§ **WHAT IS EXPECTED**:
Every line of the material that follows must be printed again exactly.

§ **EXCERPTED RECORDS**:
--- START ---
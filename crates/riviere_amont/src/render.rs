//! Rendered-output tree.
//!
//! A dialect-neutral view of what the component renders: elements with
//! attribute bindings, text interpolations, conditional blocks and iteration
//! blocks. Expression nodes never carry an AST — only the source text and the
//! component-scope identifiers the extractor resolved inside it. That is all
//! the assembler needs to draw edges.

use riviere_socle::{SourcePos, String};
use serde::{Deserialize, Serialize};

/// An expression with its resolved component-scope references.
#[derive(Debug, Clone, PartialEq, Eq, Serialize, Deserialize, Default)]
pub struct ExprRef {
    /// Raw expression text as it appeared in the source.
    pub source: String,
    /// Component-scope identifiers referenced by the expression, in
    /// appearance order. `() => setCount(count + 1)` yields
    /// `["setCount", "count"]`, the same surface a direct reference gives.
    pub refs: Vec<String>,
}

impl ExprRef {
    pub fn new(source: impl Into<String>, refs: Vec<String>) -> Self {
        Self {
            source: source.into(),
            refs,
        }
    }

    /// An expression that is exactly one identifier.
    pub fn ident(name: impl Into<String>) -> Self {
        let name = name.into();
        Self {
            source: name.clone(),
            refs: vec![name],
        }
    }
}

/// Value side of an attribute binding.
#[derive(Debug, Clone, PartialEq, Eq, Serialize, Deserialize)]
#[serde(tag = "kind", content = "value", rename_all = "lowercase")]
pub enum AttrValue {
    /// Static string value; never produces edges.
    Static(String),
    /// Dynamic expression value.
    Expr(ExprRef),
}

/// One attribute on an element.
#[derive(Debug, Clone, PartialEq, Eq, Serialize, Deserialize)]
pub struct AttrBinding {
    /// Attribute name as written (`onClick`, `value`, `on:click`, `@input`).
    pub name: String,
    pub value: AttrValue,
}

impl AttrBinding {
    pub fn new(name: impl Into<String>, value: AttrValue) -> Self {
        Self {
            name: name.into(),
            value,
        }
    }

    pub fn expr(name: impl Into<String>, expr: ExprRef) -> Self {
        Self::new(name, AttrValue::Expr(expr))
    }

    pub fn statik(name: impl Into<String>, value: impl Into<String>) -> Self {
        Self::new(name, AttrValue::Static(value.into()))
    }

    /// Whether this attribute is event-style in any supported dialect:
    /// React `onClick`, Vue `@click`/`v-on:click`, Svelte `on:click`.
    pub fn is_event(&self) -> bool {
        let name = self.name.as_str();
        if let Some(rest) = name.strip_prefix("on") {
            if rest.starts_with(|c: char| c.is_ascii_uppercase()) || rest.starts_with(':') {
                return true;
            }
        }
        name.starts_with('@') || name.starts_with("v-on:")
    }

    /// Event name with dialect prefixes stripped (`onClick` -> `Click`,
    /// `on:click` -> `click`, `@input` -> `input`). The assembler labels
    /// invocation edges with the attribute as written, so this is only used
    /// for metadata.
    pub fn event_name(&self) -> Option<&str> {
        let name = self.name.as_str();
        if let Some(rest) = name.strip_prefix("v-on:") {
            return Some(rest);
        }
        if let Some(rest) = name.strip_prefix("on:") {
            return Some(rest);
        }
        if let Some(rest) = name.strip_prefix('@') {
            return Some(rest);
        }
        if let Some(rest) = name.strip_prefix("on") {
            if rest.starts_with(|c: char| c.is_ascii_uppercase()) {
                return Some(rest);
            }
        }
        None
    }
}

/// An element in the rendered output.
#[derive(Debug, Clone, PartialEq, Eq, Serialize, Deserialize)]
pub struct ElementNode {
    /// Tag or component name (`p`, `button`, `UserCard`).
    pub tag: String,
    #[serde(default, skip_serializing_if = "Option::is_none")]
    pub pos: Option<SourcePos>,
    #[serde(default)]
    pub attrs: Vec<AttrBinding>,
    #[serde(default)]
    pub children: Vec<RenderNode>,
}

impl ElementNode {
    pub fn new(tag: impl Into<String>) -> Self {
        Self {
            tag: tag.into(),
            pos: None,
            attrs: Vec::new(),
            children: Vec::new(),
        }
    }

    pub fn with_pos(mut self, pos: SourcePos) -> Self {
        self.pos = Some(pos);
        self
    }

    pub fn with_attr(mut self, attr: AttrBinding) -> Self {
        self.attrs.push(attr);
        self
    }

    pub fn with_child(mut self, child: RenderNode) -> Self {
        self.children.push(child);
        self
    }
}

/// A conditional block (`cond ? a : b`, `v-if`, `{#if}`).
#[derive(Debug, Clone, PartialEq, Eq, Serialize, Deserialize)]
pub struct ConditionalNode {
    /// Controlling expression.
    pub test: ExprRef,
    #[serde(default)]
    pub then_children: Vec<RenderNode>,
    #[serde(default)]
    pub else_children: Vec<RenderNode>,
}

impl ConditionalNode {
    pub fn new(test: ExprRef) -> Self {
        Self {
            test,
            then_children: Vec::new(),
            else_children: Vec::new(),
        }
    }

    pub fn with_then(mut self, children: Vec<RenderNode>) -> Self {
        self.then_children = children;
        self
    }

    pub fn with_else(mut self, children: Vec<RenderNode>) -> Self {
        self.else_children = children;
        self
    }
}

/// An iteration block (`items.map(...)`, `v-for`, `{#each}`).
#[derive(Debug, Clone, PartialEq, Eq, Serialize, Deserialize)]
pub struct IterationNode {
    /// Iterated collection expression.
    pub collection: ExprRef,
    /// Loop-local bindings (`item`, `index`); shadow component scope inside.
    #[serde(default)]
    pub item_bindings: Vec<String>,
    #[serde(default)]
    pub children: Vec<RenderNode>,
}

impl IterationNode {
    pub fn new(collection: ExprRef) -> Self {
        Self {
            collection,
            item_bindings: Vec::new(),
            children: Vec::new(),
        }
    }

    pub fn with_item_bindings(mut self, bindings: Vec<String>) -> Self {
        self.item_bindings = bindings;
        self
    }

    pub fn with_children(mut self, children: Vec<RenderNode>) -> Self {
        self.children = children;
        self
    }
}

/// One node of the rendered-output tree.
#[derive(Debug, Clone, PartialEq, Eq, Serialize, Deserialize)]
#[serde(tag = "node", rename_all = "kebab-case")]
pub enum RenderNode {
    Element(ElementNode),
    /// Static text; never produces edges.
    Text { content: String },
    /// `{expr}` / `{{ expr }}` interpolation.
    Interpolation { expr: ExprRef },
    Conditional(ConditionalNode),
    Iteration(IterationNode),
}

impl RenderNode {
    /// Empty root for components whose output the extractor elided.
    pub fn empty_root() -> Self {
        Self::Element(ElementNode::new("fragment"))
    }

    pub fn text(content: impl Into<String>) -> Self {
        Self::Text {
            content: content.into(),
        }
    }

    pub fn interpolation(expr: ExprRef) -> Self {
        Self::Interpolation { expr }
    }
}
--- END ---
§ **EXERCISE OUTPUT**:
filename crates/riviere_amont/src/render.rs
//! Rendered-output tree.
//!
//! A dialect-neutral view of what the component renders: elements with
//! attribute bindings, text interpolations, conditional blocks and iteration
//! blocks. Expression nodes never carry an AST — only the source text and the
//! component-scope identifiers the extractor resolved inside it. That is all
//! the assembler needs to draw edges.

use riviere_socle::{SourcePos, String};
use serde::{Deserialize, Serialize};

/// An expression with its resolved component-scope references.
#[derive(Debug, Clone, PartialEq, Eq, Serialize, Deserialize, Default)]
pub struct ExprRef {
    /// Raw expression text as it appeared in the source.
    pub source: String,
    /// Component-scope identifiers referenced by the expression, in
    /// appearance order. `() => setCount(count + 1)` yields
    /// `["setCount", "count"]`, the same surface a direct reference gives.
    pub refs: Vec<String>,
}

impl ExprRef {
    pub fn new(source: impl Into<String>, refs: Vec<String>) -> Self {
        Self {
            source: source.into(),
            refs,
        }
    }

    /// An expression that is exactly one identifier.
    pub fn ident(name: impl Into<String>) -> Self {
        let name = name.into();
        Self {
            source: name.clone(),
            refs: vec![name],
        }
    }
}

/// Value side of an attribute binding.
#[derive(Debug, Clone, PartialEq, Eq, Serialize, Deserialize)]
#[serde(tag = "kind", content = "value", rename_all = "lowercase")]
pub enum AttrValue {
    /// Static string value; never produces edges.
    Static(String),
    /// Dynamic expression value.
    Expr(ExprRef),
}

/// One attribute on an element.
#[derive(Debug, Clone, PartialEq, Eq, Serialize, Deserialize)]
pub struct AttrBinding {
    /// Attribute name as written (`onClick`, `value`, `on:click`, `@input`).
    pub name: String,
    pub value: AttrValue,
}

impl AttrBinding {
    pub fn new(name: impl Into<String>, value: AttrValue) -> Self {
        Self {
            name: name.into(),
            value,
        }
    }

    pub fn expr(name: impl Into<String>, expr: ExprRef) -> Self {
        Self::new(name, AttrValue::Expr(expr))
    }

    pub fn statik(name: impl Into<String>, value: impl Into<String>) -> Self {
        Self::new(name, AttrValue::Static(value.into()))
    }

    /// Whether this attribute is event-style in any supported dialect:
    /// React `onClick`, Vue `@click`/`v-on:click`, Svelte `on:click`.
    pub fn is_event(&self) -> bool {
        let name = self.name.as_str();
        if let Some(rest) = name.strip_prefix("on") {
            if rest.starts_with(|c: char| c.is_ascii_uppercase()) || rest.starts_with(':') {
                return true;
            }
        }
        name.starts_with('@') || name.starts_with("v-on:")
    }

    /// Event name with dialect prefixes stripped (`onClick` -> `Click`,
    /// `on:click` -> `click`, `@input` -> `input`). The assembler labels
    /// invocation edges with the attribute as written, so this is only used
    /// for metadata.
    pub fn event_name(&self) -> Option<&str> {
        let name = self.name.as_str();
        if let Some(rest) = name.strip_prefix("v-on:") {
            return Some(rest);
        }
        if let Some(rest) = name.strip_prefix("on:") {
            return Some(rest);
        }
        if let Some(rest) = name.strip_prefix('@') {
            return Some(rest);
        }
        if let Some(rest) = name.strip_prefix("on") {
            if rest.starts_with(|c: char| c.is_ascii_uppercase()) {
                return Some(rest);
            }
        }
        None
    }
}

/// An element in the rendered output.
#[derive(Debug, Clone, PartialEq, Eq, Serialize, Deserialize)]
pub struct ElementNode {
    /// Tag or component name (`p`, `button`, `UserCard`).
    pub tag: String,
    #[serde(default, skip_serializing_if = "Option::is_none")]
    pub pos: Option<SourcePos>,
    #[serde(default)]
    pub attrs: Vec<AttrBinding>,
    #[serde(default)]
    pub children: Vec<RenderNode>,
}

impl ElementNode {
    pub fn new(tag: impl Into<String>) -> Self {
        Self {
            tag: tag.into(),
            pos: None,
            attrs: Vec::new(),
            children: Vec::new(),
        }
    }

    pub fn with_pos(mut self, pos: SourcePos) -> Self {
        self.pos = Some(pos);
        self
    }

    pub fn with_attr(mut self, attr: AttrBinding) -> Self {
        self.attrs.push(attr);
        self
    }

    pub fn with_child(mut self, child: RenderNode) -> Self {
        self.children.push(child);
        self
    }
}

/// A conditional block (`cond ? a : b`, `v-if`, `{#if}`).
#[derive(Debug, Clone, PartialEq, Eq, Serialize, Deserialize)]
pub struct ConditionalNode {
    /// Controlling expression.
    pub test: ExprRef,
    #[serde(default)]
    pub then_children: Vec<RenderNode>,
    #[serde(default)]
    pub else_children: Vec<RenderNode>,
}

impl ConditionalNode {
    pub fn new(test: ExprRef) -> Self {
        Self {
            test,
            then_children: Vec::new(),
            else_children: Vec::new(),
        }
    }

    pub fn with_then(mut self, children: Vec<RenderNode>) -> Self {
        self.then_children = children;
        self
    }

    pub fn with_else(mut self, children: Vec<RenderNode>) -> Self {
        self.else_children = children;
        self
    }
}

/// An iteration block (`items.map(...)`, `v-for`, `{#each}`).
#[derive(Debug, Clone, PartialEq, Eq, Serialize, Deserialize)]
pub struct IterationNode {
    /// Iterated collection expression.
    pub collection: ExprRef,
    /// Loop-local bindings (`item`, `index`); shadow component scope inside.
    #[serde(default)]
    pub item_bindings: Vec<String>,
    #[serde(default)]
    pub children: Vec<RenderNode>,
}

impl IterationNode {
    pub fn new(collection: ExprRef) -> Self {
        Self {
            collection,
            item_bindings: Vec::new(),
            children: Vec::new(),
        }
    }

    pub fn with_item_bindings(mut self, bindings: Vec<String>) -> Self {
        self.item_bindings = bindings;
        self
    }

    pub fn with_children(mut self, children: Vec<RenderNode>) -> Self {
        self.children = children;
        self
    }
}

/// One node of the rendered-output tree.
#[derive(Debug, Clone, PartialEq, Eq, Serialize, Deserialize)]
#[serde(tag = "node", rename_all = "kebab-case")]
pub enum RenderNode {
    Element(ElementNode),
    /// Static text; never produces edges.
    Text { content: String },
    /// `{expr}` / `{{ expr }}` interpolation.
    Interpolation { expr: ExprRef },
    Conditional(ConditionalNode),
    Iteration(IterationNode),
}

impl RenderNode {
    /// Empty root for components whose output the extractor elided.
    pub fn empty_root() -> Self {
        Self::Element(ElementNode::new("fragment"))
    }

    pub fn text(content: impl Into<String>) -> Self {
        Self::Text {
            content: content.into(),
        }
    }

    pub fn interpolation(expr: ExprRef) -> Self {
        Self::Interpolation { expr }
    }
}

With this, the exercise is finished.